Schließlich bleibt auch die Frage, ob wir als Gesellschaft überhaupt wollen, dass Maschinen menschenähnliche Eigenschaften entwickeln. Der Mensch strebt seit Jahrhunderten danach, technische Hilfsmittel zu erschaffen, die ihm das Leben erleichtern. Doch wo ziehen wir die Grenze? Wenn Maschinen nicht nur arbeiten, sondern auch denken, fühlen und entscheiden können – welche Rolle bleibt dann noch für uns? Sind wir dann nur noch Zahlen, mit denen Maschinen arbeiten können?

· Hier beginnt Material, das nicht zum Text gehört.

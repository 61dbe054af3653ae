//! Group membership.

use std::{
    collections::{HashMap, HashSet},
    fmt,
    sync::Arc,
};

use tracing::debug;

use super::ConnectionSet;
use crate::{
    collection::SharedCollection,
    connection::{Connection, ConnectionId},
    handler::Handler,
};

struct GroupIndex<H: Handler> {
    members: HashMap<String, ConnectionSet<H>>,
    memberships: HashMap<ConnectionId, HashSet<String>>,
}

impl<H: Handler> Default for GroupIndex<H> {
    fn default() -> Self {
        Self {
            members: HashMap::new(),
            memberships: HashMap::new(),
        }
    }
}

impl<H: Handler> GroupIndex<H> {
    /// Drop `conn` from the set of `group`, removing the group once empty.
    fn leave(&mut self, group: &str, conn: &Arc<Connection<H>>) -> bool {
        let Some(set) = self.members.get(group) else {
            return false;
        };
        let mut guard = set.write();
        let removed = guard.remove(conn);
        let empty = guard.is_empty();
        drop(guard);
        if empty {
            self.members.remove(group);
            debug!(group, "group emptied");
        }
        removed
    }
}

/// Many-to-many map of group ids to connections.
///
/// Each group's member set is its own [`SharedCollection`], so a broadcast to
/// one group never blocks binds into another.
pub struct Groups<H: Handler> {
    index: SharedCollection<GroupIndex<H>>,
}

impl<H: Handler> Default for Groups<H> {
    fn default() -> Self {
        Self {
            index: SharedCollection::new(GroupIndex::default()),
        }
    }
}

impl<H: Handler> fmt::Debug for Groups<H> {
    fn fmt(&self, f: &mut fmt::Formatter<'_>) -> fmt::Result {
        f.debug_struct("Groups").field("groups", &self.len()).finish()
    }
}

impl<H: Handler> Groups<H> {
    /// Add `conn` to `group`, creating the group if needed.
    ///
    /// Returns `false` if `conn` was already a member or has begun closing.
    pub fn bind(&self, group: &str, conn: &Arc<Connection<H>>) -> bool {
        let mut index = self.index.write();
        // Purging takes this lock after the closing flag is set.
        if conn.is_waiting_close() {
            debug!(conn = %conn.id(), group, "bind refused; connection closing");
            return false;
        }
        let set = index.members.entry(group.to_owned()).or_default().clone();
        index
            .memberships
            .entry(conn.id())
            .or_default()
            .insert(group.to_owned());
        set.write().insert(Arc::clone(conn))
    }

    /// Remove `conn` from `group`. Unknown groups and non-members are no-ops.
    pub fn unbind(&self, group: &str, conn: &Arc<Connection<H>>) -> bool {
        let mut index = self.index.write();
        if let Some(joined) = index.memberships.get_mut(&conn.id()) {
            joined.remove(group);
            if joined.is_empty() {
                index.memberships.remove(&conn.id());
            }
        }
        index.leave(group, conn)
    }

    /// Remove `conn` from every group it belongs to.
    ///
    /// Returns the number of groups it left.
    pub fn unbind_all(&self, conn: &Arc<Connection<H>>) -> usize {
        let mut index = self.index.write();
        let Some(joined) = index.memberships.remove(&conn.id()) else {
            return 0;
        };
        joined
            .iter()
            .filter(|group| index.leave(group, conn))
            .count()
    }

    /// Member set of `group`.
    ///
    /// The returned collection is the live set, not a copy. Once a group
    /// empties it is dropped; a later bind creates a fresh set.
    #[must_use]
    pub fn members(&self, group: &str) -> Option<ConnectionSet<H>> {
        self.index.read().members.get(group).cloned()
    }

    /// Groups `id` currently belongs to.
    #[must_use]
    pub fn groups_of(&self, id: ConnectionId) -> Vec<String> {
        self.index
            .read()
            .memberships
            .get(&id)
            .map(|joined| joined.iter().cloned().collect())
            .unwrap_or_default()
    }

    /// Returns `true` if `conn` is a member of `group`.
    #[must_use]
    pub fn contains(&self, group: &str, conn: &Arc<Connection<H>>) -> bool {
        self.members(group)
            .is_some_and(|set| set.read().contains(conn))
    }

    /// Number of non-empty groups.
    #[must_use]
    pub fn len(&self) -> usize { self.index.read().members.len() }

    /// Returns `true` when no group has members.
    #[must_use]
    pub fn is_empty(&self) -> bool { self.len() == 0 }
}

#[cfg(test)]
mod tests {
    use crate::{
        connection::Origin,
        test_support::{attach, context},
    };

    #[tokio::test]
    async fn bind_and_unbind_keep_both_maps_consistent() {
        let ctx = context();
        let (a, _pa) = attach(&ctx, Origin::Accepted);
        let (b, _pb) = attach(&ctx, Origin::Accepted);
        let groups = ctx.groups();

        assert!(groups.bind("room", &a));
        assert!(!groups.bind("room", &a));
        assert!(groups.bind("room", &b));
        assert!(groups.bind("lobby", &a));
        assert_eq!(groups.len(), 2);

        assert!(groups.unbind("room", &a));
        assert!(!groups.contains("room", &a));
        assert!(groups.contains("room", &b));
        assert_eq!(groups.groups_of(a.id()), vec!["lobby".to_owned()]);

        assert!(!groups.unbind("missing", &a));
        assert_eq!(groups.unbind_all(&a), 1);
        assert!(groups.groups_of(a.id()).is_empty());
        assert!(groups.members("lobby").is_none());
    }

    #[tokio::test]
    async fn closing_connections_are_refused() {
        let ctx = context();
        let (a, _pa) = attach(&ctx, Origin::Accepted);
        a.remove(None, "gone");

        assert!(!ctx.groups().bind("room", &a));
        assert!(ctx.groups().is_empty());
        assert!(ctx.groups().groups_of(a.id()).is_empty());
        ctx.shutdown().await;
    }

    #[tokio::test]
    async fn empty_groups_are_dropped() {
        let ctx = context();
        let (a, _pa) = attach(&ctx, Origin::Accepted);
        let groups = ctx.groups();

        groups.bind("solo", &a);
        groups.unbind("solo", &a);
        assert!(groups.is_empty());
        assert!(groups.members("solo").is_none());
    }
}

Abschließend lässt sich sagen: Der Weg zur Perfektionierung von Robotern und KI ist noch weit, und vielleicht werden Maschinen eines Tages Fähigkeiten entwickeln, die wir uns heute kaum vorstellen können. Doch die Essenz des Menschseins – unsere Emotionen, unser Bewusstsein, unser moralisches Empfinden und unsere Seele – wird ihnen wohl für immer fehlen. Und genau darin liegt der wesentliche Unterschied zwischen Mensch und Maschine.